Fruit and vegetables so fresh you could still see the dirt on them from the garden, and buckets of perfect strawberries lined up in abundance next to buckets of pickled cucumbers.
I hit the jackpot though when I worked out which spice they were serving on every cafe table across the city. something that I took joy in sprinkling over my Lahmahjoon everyday.
I stocked-up, albeit semi-worried that customs would shaft me when I got back to Australia, but I breezed through without a sniffer dog in sight.
Besides the confines of my air-conditioned local coffee house, my second favorite place in Yerevan was easily the Matenadaran, or colloquially known as, the book museum.
As an avid bookbinder, the Matenadaran has some of the worlds most exquisite and unique examples of Armenian Bookbinding, from the headbands to the illuminated manuscripts, these are seriously amazing.

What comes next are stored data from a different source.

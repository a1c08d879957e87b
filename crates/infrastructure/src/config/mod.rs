//! Application configuration
//!
//! Layered as defaults, then an optional `config.toml`, then `PIHOME__*`
//! environment variables (`__` separates nesting levels, e.g.
//! `PIHOME__DAEMONS__SENSOR__MAX_TRIES=3`). Vault credentials and the node
//! location additionally honour the unprefixed variables the node images
//! are provisioned with.
//!
//! Split into focused sub-modules:
//! - `daemons`: polling schedules and the daily backup
//! - `database`: pool tuning and the vault database secret
//! - `devices`: sysfs paths for the sensor and health collectors
//! - `server`: dashboard HTTP server
//! - `vault`: AppRole login and boot-time unseal
//!
//! The REST integrations carry their own config types (`solaredge`,
//! `quotes`, `pushed`, `weather`, `ipinfo`).

mod daemons;
mod database;
mod devices;
mod server;
mod vault;

use std::collections::HashMap;
use std::path::{Path, PathBuf};

use domain::Location;
use integration_pushed::PushedConfig;
use integration_quotes::QuotesConfig;
use integration_solaredge::SolarEdgeConfig;
use integration_weather::{LocationConfig, WeatherConfig};
use serde::{Deserialize, Serialize};
use tracing::warn;

pub use daemons::{BackupConfig, DaemonsConfig, PollConfig};
pub use database::{DatabaseConfig, DatabaseSecret};
pub use devices::{SensorDeviceConfig, StatsConfig};
pub use server::ServerConfig;
pub use vault::{UnsealConfig, VaultAppConfig};

use crate::telemetry::LoggingConfig;

/// Environment variable prefix for config overrides
pub const ENV_PREFIX: &str = "PIHOME";

/// Shared default for boolean `true` fields across config structs
pub(crate) const fn default_true() -> bool {
    true
}

/// Identity of the node this process runs on
#[derive(Debug, Clone, Default, Serialize, Deserialize)]
pub struct NodeConfig {
    /// Name used in notifications and stats; defaults to the hostname
    #[serde(default)]
    pub name: Option<String>,

    /// Room a sensor node is installed in
    #[serde(default)]
    pub location: Option<Location>,
}

impl NodeConfig {
    /// Configured name, else the hostname, else `"unknown"`
    #[must_use]
    pub fn resolved_name(&self) -> String {
        self.name.clone().unwrap_or_else(|| {
            hostname::get()
                .ok()
                .and_then(|h| h.into_string().ok())
                .unwrap_or_else(|| "unknown".to_string())
        })
    }
}

/// Main application configuration
#[derive(Debug, Clone, Serialize, Deserialize)]
pub struct AppConfig {
    #[serde(default)]
    pub node: NodeConfig,

    /// Where deferred writes are stashed
    #[serde(default = "default_data_dir")]
    pub data_dir: PathBuf,

    #[serde(default)]
    pub vault: VaultAppConfig,

    #[serde(default)]
    pub database: DatabaseConfig,

    #[serde(default)]
    pub daemons: DaemonsConfig,

    #[serde(default)]
    pub server: ServerConfig,

    #[serde(default)]
    pub backup: BackupConfig,

    #[serde(default)]
    pub logging: LoggingConfig,

    #[serde(default)]
    pub sensor: SensorDeviceConfig,

    #[serde(default)]
    pub stats: StatsConfig,

    #[serde(default)]
    pub solaredge: SolarEdgeConfig,

    #[serde(default)]
    pub quotes: QuotesConfig,

    #[serde(default)]
    pub pushed: PushedConfig,

    /// OpenWeatherMap endpoint for the dashboard weather panel
    #[serde(default)]
    pub weather: WeatherConfig,

    /// ipinfo endpoint for the dashboard location panel
    #[serde(default)]
    pub ipinfo: LocationConfig,
}

fn default_data_dir() -> PathBuf {
    PathBuf::from("/var/lib/pihome/xdb")
}

impl Default for AppConfig {
    fn default() -> Self {
        Self {
            node: NodeConfig::default(),
            data_dir: default_data_dir(),
            vault: VaultAppConfig::default(),
            database: DatabaseConfig::default(),
            daemons: DaemonsConfig::default(),
            server: ServerConfig::default(),
            backup: BackupConfig::default(),
            logging: LoggingConfig::default(),
            sensor: SensorDeviceConfig::default(),
            stats: StatsConfig::default(),
            solaredge: SolarEdgeConfig::default(),
            quotes: QuotesConfig::default(),
            pushed: PushedConfig::default(),
            weather: WeatherConfig::default(),
            ipinfo: LocationConfig::default(),
        }
    }
}

impl AppConfig {
    /// Load from `./config.toml` (if present) and the environment
    pub fn load() -> Result<Self, config::ConfigError> {
        Self::load_from(None)
    }

    /// Load from the given file (required) or `./config.toml` (optional),
    /// then the environment
    pub fn load_from(path: Option<&Path>) -> Result<Self, config::ConfigError> {
        let mut config = Self::build(path, None)?;
        config.vault.apply_env();
        config.apply_location(std::env::var("LOCATION").ok());
        Ok(config)
    }

    fn build(
        path: Option<&Path>,
        env: Option<HashMap<String, String>>,
    ) -> Result<Self, config::ConfigError> {
        let file = match path {
            Some(path) => config::File::from(path).required(true),
            None => config::File::with_name("config").required(false),
        };

        let builder = config::Config::builder()
            .add_source(file)
            // Override with environment variables (e.g., PIHOME__SERVER__PORT)
            .add_source(
                config::Environment::with_prefix(ENV_PREFIX)
                    .prefix_separator("__")
                    .separator("__")
                    .try_parsing(true)
                    .source(env),
            );

        builder.build()?.try_deserialize()
    }

    fn apply_location(&mut self, location: Option<String>) {
        let Some(raw) = location.filter(|v| !v.trim().is_empty()) else {
            return;
        };
        match raw.parse::<Location>() {
            Ok(location) => self.node.location = Some(location),
            Err(e) => warn!(location = %raw, error = %e, "Ignoring unknown LOCATION"),
        }
    }
}

#[cfg(test)]
mod tests {
    use super::*;
    use std::io::Write;

    fn env(pairs: &[(&str, &str)]) -> Option<HashMap<String, String>> {
        Some(
            pairs
                .iter()
                .map(|(k, v)| ((*k).to_string(), (*v).to_string()))
                .collect(),
        )
    }

    #[test]
    fn defaults_without_sources() {
        let config = AppConfig::build(None, env(&[])).unwrap();
        assert_eq!(config.vault.mount_path, "kv");
        assert_eq!(config.daemons.sensor.every_minutes, 3);
        assert_eq!(config.backup.keep_days, 3);
        assert_eq!(config.server.port, 8080);
        assert_eq!(config.data_dir, PathBuf::from("/var/lib/pihome/xdb"));
        assert_eq!(config.weather.units, "imperial");
        assert_eq!(config.ipinfo.base_url, "https://ipinfo.io");
    }

    #[test]
    fn file_values_are_read() {
        let mut file = tempfile::Builder::new().suffix(".toml").tempfile().unwrap();
        writeln!(
            file,
            r#"
data_dir = "/tmp/xdb"

[node]
name = "sensor-attic"
location = "attic"

[daemons.quote]
every_minutes = 30
max_tries = 4
wait_secs = 1
"#
        )
        .unwrap();

        let config = AppConfig::build(Some(file.path()), env(&[])).unwrap();
        assert_eq!(config.node.resolved_name(), "sensor-attic");
        assert_eq!(config.node.location, Some(Location::Attic));
        assert_eq!(config.daemons.quote.every_minutes, 30);
        assert_eq!(config.daemons.solar.offset, 1);
        assert_eq!(config.data_dir, PathBuf::from("/tmp/xdb"));
    }

    #[test]
    fn env_overrides_nested_keys() {
        let config = AppConfig::build(
            None,
            env(&[
                ("PIHOME__SERVER__PORT", "9090"),
                ("PIHOME__LOGGING__JSON", "true"),
                ("PIHOME__DATABASE__SQLITE_URL", "sqlite::memory:"),
                ("PIHOME__WEATHER__UNITS", "metric"),
            ]),
        )
        .unwrap();
        assert_eq!(config.server.port, 9090);
        assert!(config.logging.json);
        assert_eq!(config.database.sqlite_url.as_deref(), Some("sqlite::memory:"));
        assert_eq!(config.weather.units, "metric");
    }

    #[test]
    fn missing_required_file_fails() {
        let result = AppConfig::build(Some(Path::new("/nonexistent/pihome.toml")), env(&[]));
        assert!(result.is_err());
    }

    #[test]
    fn location_env_is_parsed_case_insensitively() {
        let mut config = AppConfig::default();
        config.apply_location(Some("Upstairs".into()));
        assert_eq!(config.node.location, Some(Location::Upstairs));

        config.apply_location(Some("garage".into()));
        assert_eq!(config.node.location, Some(Location::Upstairs));

        config.apply_location(None);
        assert_eq!(config.node.location, Some(Location::Upstairs));
    }

    #[test]
    fn resolved_name_falls_back_to_hostname() {
        let node = NodeConfig::default();
        assert!(!node.resolved_name().is_empty());
    }
}
//! Port for secret storage and retrieval
//!
//! Secrets are small key/value documents stored under a path, e.g.
//! `sensor/database` holds the connection details for the sensor database.

use std::collections::HashMap;

use async_trait::async_trait;
#[cfg(test)]
use mockall::automock;
use serde::de::DeserializeOwned;

use crate::error::ApplicationError;

/// A secret document: field name to JSON value
pub type Secret = HashMap<String, serde_json::Value>;

/// Port for secret storage operations
///
/// This trait is object-safe to allow dynamic dispatch. For typed secret
/// retrieval, use the [`SecretStoreExt`] extension trait.
#[cfg_attr(test, automock)]
#[async_trait]
pub trait SecretStorePort: Send + Sync {
    /// Read the secret document at `path`
    async fn get_secret(&self, path: &str) -> Result<Secret, ApplicationError>;

    /// List the keys stored below `path`
    async fn list_secrets(&self, path: &str) -> Result<Vec<String>, ApplicationError>;

    /// Check if the secret store is healthy and accessible
    async fn is_healthy(&self) -> bool;
}

/// Extension trait for typed secret retrieval
#[async_trait]
pub trait SecretStoreExt: SecretStorePort {
    /// Retrieve a secret and deserialize it into `T`
    async fn get_typed<T: DeserializeOwned + Send>(&self, path: &str) -> Result<T, ApplicationError> {
        let secret = self.get_secret(path).await?;
        let value = serde_json::Value::Object(secret.into_iter().collect());
        serde_json::from_value(value).map_err(|e| {
            ApplicationError::Configuration(format!("Failed to deserialize secret '{path}': {e}"))
        })
    }
}

// Blanket implementation for all types implementing SecretStorePort
impl<S: SecretStorePort + ?Sized> SecretStoreExt for S {}

#[cfg(test)]
mod tests {
    use super::*;
    use serde::Deserialize;
    use serde_json::json;

    #[derive(Debug, Deserialize)]
    struct PushCredentials {
        app_key: String,
        app_secret: String,
        url: String,
    }

    fn secret(value: &serde_json::Value) -> Secret {
        value
            .as_object()
            .unwrap()
            .iter()
            .map(|(k, v)| (k.clone(), v.clone()))
            .collect()
    }

    #[tokio::test]
    async fn get_typed_deserializes_secret() {
        let mut store = MockSecretStorePort::new();
        store
            .expect_get_secret()
            .withf(|path| path == "report/pushed")
            .returning(|_| {
                Ok(secret(&json!({
                    "app_key": "k",
                    "app_secret": "s",
                    "url": "https://api.pushed.co/1/push"
                })))
            });

        let creds: PushCredentials = store.get_typed("report/pushed").await.unwrap();
        assert_eq!(creds.app_key, "k");
        assert_eq!(creds.app_secret, "s");
        assert!(creds.url.ends_with("/push"));
    }

    #[tokio::test]
    async fn get_typed_reports_missing_fields() {
        let mut store = MockSecretStorePort::new();
        store
            .expect_get_secret()
            .returning(|_| Ok(secret(&json!({"app_key": "k"}))));

        let result: Result<PushCredentials, _> = store.get_typed("report/pushed").await;
        assert!(matches!(result, Err(ApplicationError::Configuration(_))));
    }

    #[test]
    fn trait_is_object_safe() {
        fn _assert(_: &dyn SecretStorePort) {}
    }
}
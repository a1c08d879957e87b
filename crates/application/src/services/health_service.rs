//! Host health collector
//!
//! Samples CPU, memory and disk usage, stores them in `system_stats` and
//! raises a throttled critical notification for each statistic over its
//! threshold.

use std::sync::Arc;

use async_trait::async_trait;
use chrono::NaiveDateTime;
use domain::entities::{NotificationKind, SystemStats};
use tracing::{info, instrument, warn};

use super::alert_throttle::AlertThrottle;
use super::db_manager::DbManager;
use super::notification_service::NotificationService;
use super::polling::Collector;
use crate::error::ApplicationError;
use crate::ports::SystemStatsPort;

pub struct HealthService {
    stats: Arc<dyn SystemStatsPort>,
    db: Arc<DbManager>,
    notifier: Arc<NotificationService>,
    throttle: AlertThrottle,
}

impl std::fmt::Debug for HealthService {
    fn fmt(&self, f: &mut std::fmt::Formatter<'_>) -> std::fmt::Result {
        f.debug_struct("HealthService").finish_non_exhaustive()
    }
}

impl HealthService {
    pub const APP: &'static str = "health_check";

    pub fn new(
        stats: Arc<dyn SystemStatsPort>,
        db: Arc<DbManager>,
        notifier: Arc<NotificationService>,
    ) -> Self {
        Self {
            stats,
            db,
            notifier,
            throttle: AlertThrottle::default(),
        }
    }

    async fn alert_critical(&self, stats: &SystemStats, now: NaiveDateTime) {
        for stat in stats.critical_stats() {
            if !self.throttle.try_acquire(stat.as_str(), now) {
                continue;
            }
            let msg = stat.message(stats);
            if let Err(e) = self
                .notifier
                .notify(&msg, NotificationKind::Critical, Self::APP, now)
                .await
            {
                warn!(error = %e, stat = stat.as_str(), "Could not send alert");
            }
        }
    }
}

#[async_trait]
impl Collector for HealthService {
    fn name(&self) -> &str {
        Self::APP
    }

    #[instrument(skip(self))]
    async fn collect(&self, now: NaiveDateTime) -> Result<(), ApplicationError> {
        let stats = self.stats.collect(now).await?;
        info!(
            node = %stats.nodename,
            cpu_temp = stats.cpu_temp,
            cpu_usage = stats.cpu_usage,
            mem_usage = stats.mem_usage,
            disk_percent = stats.disk_percent(),
            uptime = %stats.uptime,
            "Current system stats"
        );
        self.db
            .insert_data(SystemStats::TABLE, vec![stats.to_record()])
            .await?;
        self.alert_critical(&stats, now).await;
        Ok(())
    }
}

#[cfg(test)]
mod tests {
    use super::*;
    use crate::ports::{MockPushPort, MockSystemStatsPort, MockTableStorePort, StoreTarget};
    use chrono::NaiveDate;

    fn at(h: u32, m: u32) -> NaiveDateTime {
        NaiveDate::from_ymd_opt(2024, 11, 2)
            .unwrap()
            .and_hms_opt(h, m, 10)
            .unwrap()
    }

    fn stats_port(cpu_temp: f64, disk_usage: u64) -> MockSystemStatsPort {
        let mut port = MockSystemStatsPort::new();
        port.expect_collect().returning(move |now| {
            Ok(SystemStats {
                nodename: "piweb".into(),
                datetime: now,
                cpu_temp,
                cpu_usage: 5.0,
                mem_usage: 20.0,
                disk_usage,
                disk_total: 100,
                uptime: "UP 0:10:00".into(),
                location: None,
            })
        });
        port
    }

    fn service(port: MockSystemStatsPort, push: MockPushPort, report: MockTableStorePort) -> HealthService {
        let mut store = MockTableStorePort::new();
        store
            .expect_insert()
            .withf(|table, _| table == "system_stats")
            .returning(|_, _| Ok(1));
        let notifier = NotificationService::new(
            Arc::new(push),
            Arc::new(DbManager::new(Arc::new(report), StoreTarget::new("report"))),
            "piweb",
        );
        HealthService::new(
            Arc::new(port),
            Arc::new(DbManager::new(Arc::new(store), StoreTarget::new("report"))),
            Arc::new(notifier),
        )
    }

    #[tokio::test]
    async fn healthy_node_sends_nothing() {
        let mut push = MockPushPort::new();
        push.expect_push().never();
        let svc = service(stats_port(45.0, 10), push, MockTableStorePort::new());
        svc.collect(at(8, 0)).await.unwrap();
    }

    #[tokio::test]
    async fn disk_alert_is_throttled_independently() {
        let mut push = MockPushPort::new();
        push.expect_push()
            .withf(|_, app, msg| app == "health_check" && msg.contains("Disk Usage critical at 95.00%"))
            .times(1)
            .returning(|_, _, _| Ok(true));
        push.expect_push()
            .withf(|_, _, msg| msg.contains("CPU temperature critical"))
            .times(1)
            .returning(|_, _, _| Ok(true));
        let mut report = MockTableStorePort::new();
        report
            .expect_insert()
            .withf(|_, rows| rows[0].text("type").unwrap() == "critical")
            .times(2)
            .returning(|_, _| Ok(1));

        let svc = service(stats_port(70.0, 95), push, report);
        svc.collect(at(8, 0)).await.unwrap();
        svc.collect(at(8, 5)).await.unwrap();
    }
}
//! Vault connection and unseal configuration
//!
//! Nodes authenticate with AppRole. The role and secret ids are normally
//! provisioned as the plain `ROLE_ID` / `SECRET_ID` environment variables
//! next to `VAULT_URL`; [`VaultAppConfig::apply_env`] picks those up on top
//! of whatever the config file says.

use secrecy::SecretString;
use serde::{Deserialize, Serialize};

use crate::retry::RetryConfig;

/// Vault secret store configuration
#[derive(Debug, Clone, Serialize, Deserialize)]
pub struct VaultAppConfig {
    /// Vault server address
    #[serde(default = "default_vault_address")]
    pub address: String,

    /// AppRole role ID
    #[serde(default)]
    pub role_id: Option<String>,

    /// AppRole secret ID
    #[serde(default, skip_serializing)]
    pub secret_id: Option<SecretString>,

    /// KV v1 mount holding the node secrets
    #[serde(default = "default_mount_path")]
    pub mount_path: String,

    /// Backoff used while the vault is unreachable at startup
    #[serde(default = "default_connect_retry")]
    pub connect_retry: RetryConfig,

    #[serde(default)]
    pub unseal: UnsealConfig,
}

fn default_vault_address() -> String {
    "http://127.0.0.1:8200".to_string()
}

fn default_mount_path() -> String {
    "kv".to_string()
}

/// Half a second before the first retry, ten seconds after that
const fn default_connect_retry() -> RetryConfig {
    RetryConfig::new(500, 10_000, 20.0, None)
}

impl Default for VaultAppConfig {
    fn default() -> Self {
        Self {
            address: default_vault_address(),
            role_id: None,
            secret_id: None,
            mount_path: default_mount_path(),
            connect_retry: default_connect_retry(),
            unseal: UnsealConfig::default(),
        }
    }
}

impl VaultAppConfig {
    /// Overlay `VAULT_URL`, `ROLE_ID` and `SECRET_ID` from the environment
    pub fn apply_env(&mut self) {
        self.apply_vars(|name| std::env::var(name).ok());
    }

    fn apply_vars(&mut self, lookup: impl Fn(&str) -> Option<String>) {
        if let Some(url) = lookup("VAULT_URL").filter(|v| !v.is_empty()) {
            self.address = url;
        }
        if let Some(role_id) = lookup("ROLE_ID").filter(|v| !v.is_empty()) {
            self.role_id = Some(role_id);
        }
        if let Some(secret_id) = lookup("SECRET_ID").filter(|v| !v.is_empty()) {
            self.secret_id = Some(SecretString::from(secret_id));
        }
        self.unseal.apply_vars(lookup);
    }
}

/// Boot-time unseal settings
#[derive(Debug, Clone, Serialize, Deserialize)]
pub struct UnsealConfig {
    /// Vault API address used for the seal endpoints (`VAULT_ADDR`)
    #[serde(default = "default_vault_address")]
    pub address: String,

    /// Local port to wait on before talking to the API (`VAULT_PORT`)
    #[serde(default = "default_port")]
    pub port: u16,

    /// How long to wait for the port to accept connections
    #[serde(default = "default_port_timeout_secs")]
    pub port_timeout_secs: u64,

    /// Unseal keys are read from `{key_prefix}1`, `{key_prefix}2`, ...
    #[serde(default = "default_key_prefix")]
    pub key_prefix: String,
}

const fn default_port() -> u16 {
    8200
}

const fn default_port_timeout_secs() -> u64 {
    5
}

fn default_key_prefix() -> String {
    "VAULT_UNSEAL_KEY".to_string()
}

impl Default for UnsealConfig {
    fn default() -> Self {
        Self {
            address: default_vault_address(),
            port: default_port(),
            port_timeout_secs: default_port_timeout_secs(),
            key_prefix: default_key_prefix(),
        }
    }
}

impl UnsealConfig {
    fn apply_vars(&mut self, lookup: impl Fn(&str) -> Option<String>) {
        if let Some(addr) = lookup("VAULT_ADDR").filter(|v| !v.is_empty()) {
            self.address = addr;
        }
        if let Some(port) = lookup("VAULT_PORT").and_then(|v| v.parse().ok()) {
            self.port = port;
        }
    }
}
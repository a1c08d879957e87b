//! Quote of the day

use chrono::NaiveDateTime;
use serde::{Deserialize, Serialize};

use crate::errors::DomainError;
use crate::value_objects::Record;

#[derive(Debug, Clone, PartialEq, Eq, Serialize, Deserialize)]
pub struct Quote {
    pub quote: String,
    pub author: String,
    pub title: String,
    /// When the quote was fetched
    pub datetime: NaiveDateTime,
}

impl Quote {
    pub const TABLE: &'static str = "qotd";

    #[must_use]
    pub fn to_record(&self) -> Record {
        Record::new()
            .with("quote", self.quote.as_str())
            .with("author", self.author.as_str())
            .with("title", self.title.as_str())
            .with("datetime", self.datetime)
    }

    pub fn from_record(record: &Record) -> Result<Self, DomainError> {
        Ok(Self {
            quote: record.text("quote")?,
            author: record.text("author")?,
            title: record.text("title")?,
            datetime: record.timestamp("datetime")?,
        })
    }
}
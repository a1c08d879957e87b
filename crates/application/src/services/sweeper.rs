//! Replays deferred writes once the store is reachable again
//!
//! Entries are replayed oldest first against the database recorded in each
//! entry. The first replay failure ends the sweep and leaves that entry and
//! everything after it for the next run. Replay is not idempotent: an entry
//! whose transaction partly landed before the outage will be applied again.

use std::collections::HashMap;
use std::sync::Arc;

use async_trait::async_trait;
use chrono::NaiveDateTime;
use tracing::{error, info, instrument, warn};

use super::db_manager::DbManager;
use super::polling::Collector;
use crate::error::ApplicationError;
use crate::ports::{PendingWriteStorePort, StoreTarget, TableStoreFactory};

/// Counts from one sweep
#[derive(Debug, Clone, Copy, Default, PartialEq, Eq)]
pub struct SweepReport {
    pub replayed: usize,
    /// Unreadable entries set aside
    pub quarantined: usize,
}

pub struct PendingWriteSweeper {
    pending: Arc<dyn PendingWriteStorePort>,
    stores: Arc<dyn TableStoreFactory>,
}

impl std::fmt::Debug for PendingWriteSweeper {
    fn fmt(&self, f: &mut std::fmt::Formatter<'_>) -> std::fmt::Result {
        f.debug_struct("PendingWriteSweeper").finish_non_exhaustive()
    }
}

impl PendingWriteSweeper {
    pub fn new(pending: Arc<dyn PendingWriteStorePort>, stores: Arc<dyn TableStoreFactory>) -> Self {
        Self { pending, stores }
    }

    /// Replay every stashed write, stopping at the first failure
    #[instrument(skip(self))]
    pub async fn sweep_once(&self) -> Result<SweepReport, ApplicationError> {
        let ids = self.pending.list().await?;
        if ids.is_empty() {
            return Ok(SweepReport::default());
        }
        info!(count = ids.len(), "Replaying pending writes");

        let mut report = SweepReport::default();
        let mut managers: HashMap<StoreTarget, DbManager> = HashMap::new();

        for (index, id) in ids.iter().enumerate() {
            let write = match self.pending.load(id).await {
                Ok(write) => write,
                Err(ApplicationError::Serialization(reason)) => {
                    warn!(id = %id, %reason, "Unreadable pending write, setting aside");
                    self.pending.quarantine(id).await?;
                    report.quarantined += 1;
                    continue;
                },
                Err(e) => return Err(e),
            };

            if !managers.contains_key(&write.target) {
                // Replays never re-defer, so no fallback is attached
                let store = self.stores.open(&write.target).await?;
                managers.insert(write.target.clone(), DbManager::new(store, write.target.clone()));
            }
            let Some(db) = managers.get(&write.target) else {
                continue;
            };

            match db.apply(&write.op).await {
                Ok(affected) => {
                    self.pending.remove(id).await?;
                    report.replayed += 1;
                    info!(
                        id = %id,
                        table = write.op.table(),
                        txn_type = write.op.kind(),
                        affected,
                        "Pending write replayed"
                    );
                },
                Err(e) => {
                    error!(
                        id = %id,
                        remaining = ids.len() - index,
                        replayed = report.replayed,
                        error = %e,
                        "Could not replay pending write, will retry next sweep"
                    );
                    return Err(e);
                },
            }
        }
        Ok(report)
    }
}

#[async_trait]
impl Collector for PendingWriteSweeper {
    fn name(&self) -> &str {
        "xdb"
    }

    async fn collect(&self, _now: NaiveDateTime) -> Result<(), ApplicationError> {
        let report = self.sweep_once().await?;
        if report.replayed > 0 || report.quarantined > 0 {
            info!(replayed = report.replayed, quarantined = report.quarantined, "Sweep complete");
        }
        Ok(())
    }
}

I wont get all book-tech, but it was just awesome.
Riding the metro was another hidden gem, with only 4 soviet metro underground systems in the world (Moscow, St Petersburg, Kiev & Tbilisi), Yerevan is the little cousin with half a system. (And I’m proud to have ridden them all!)
A commonly known fact in Armenia, at the time the of assessment for the Yerevan metro to then Soviet Russia, a milestone of 1 million residence within Yerevan was required.
Persuaded and coerced by one means or another.. Residents from all over the Armenian country side were rounded-up, and piled into the city for the count, and Yerevan was given the tick of approval.
Alas, the soviet-empire collapsed before the glorious Metro was finished, and what was completed is just a taste of how beautiful the whole thing could have been.
Heading East after Yerevan, I made my way to the hillside town of Goris.
Goris is the type of town you don’t find an ATM machine too easily, and Mum is just as likely to buy your Birthday present and Salami for lunch at the same little general store.
But it did have some pretty epic views, and was also home to..
The Worlds Longest Cable Car!
That’s right, way out in the middle of no-where, close to not alot, Armenia decided to build the worlds longest cable car.
5.7km’s long, the ride spans a huge gorge (and it is spectacular), takes around 15min and will set you back a couple of dollars.
On the way back you can search for the highly rumored waterhole between Goris and Tatev.
A word of caution though, it is as dangerous as you’ve heard about and not for the fainthearted.
Between falling down the rock-face and being swept away in the rapid flowing currents, if you do make it there and back in one piece you’ll feel pretty Bear Grylls.
Back in Yerevan my adopted friends took me out for a local lunch with family friends, and to every Armenians favorite weekend destination..
Lake Sevan –
I spent most of my life growing up next to the ocean, a lake to me is small with dirty brown water and I’d not something I’d ever want to swim in.
It definitely doesn’t span as far as the eye can see, and look like it was filled from a giant bottle of Evian.
My European and Muscovite friends always complain that all the gypsies (and trouble) come from Armenia, and I really had no idea what to expect before I arrived.
But like most peoples impression of a destination without ever visiting it, the actual turns out to be totally different from what you hear.
You might struggle to get a direct flight from your local capital into Yerevan, but if you do get the chance, Armenia is definitely worth a visit.
And, if you find yourself with no idea where to stay, chech out Envoy Hostel, because it is easily one of the best, cleanest, most organized and friendly hostels I have ever stayed at anywhere in the world.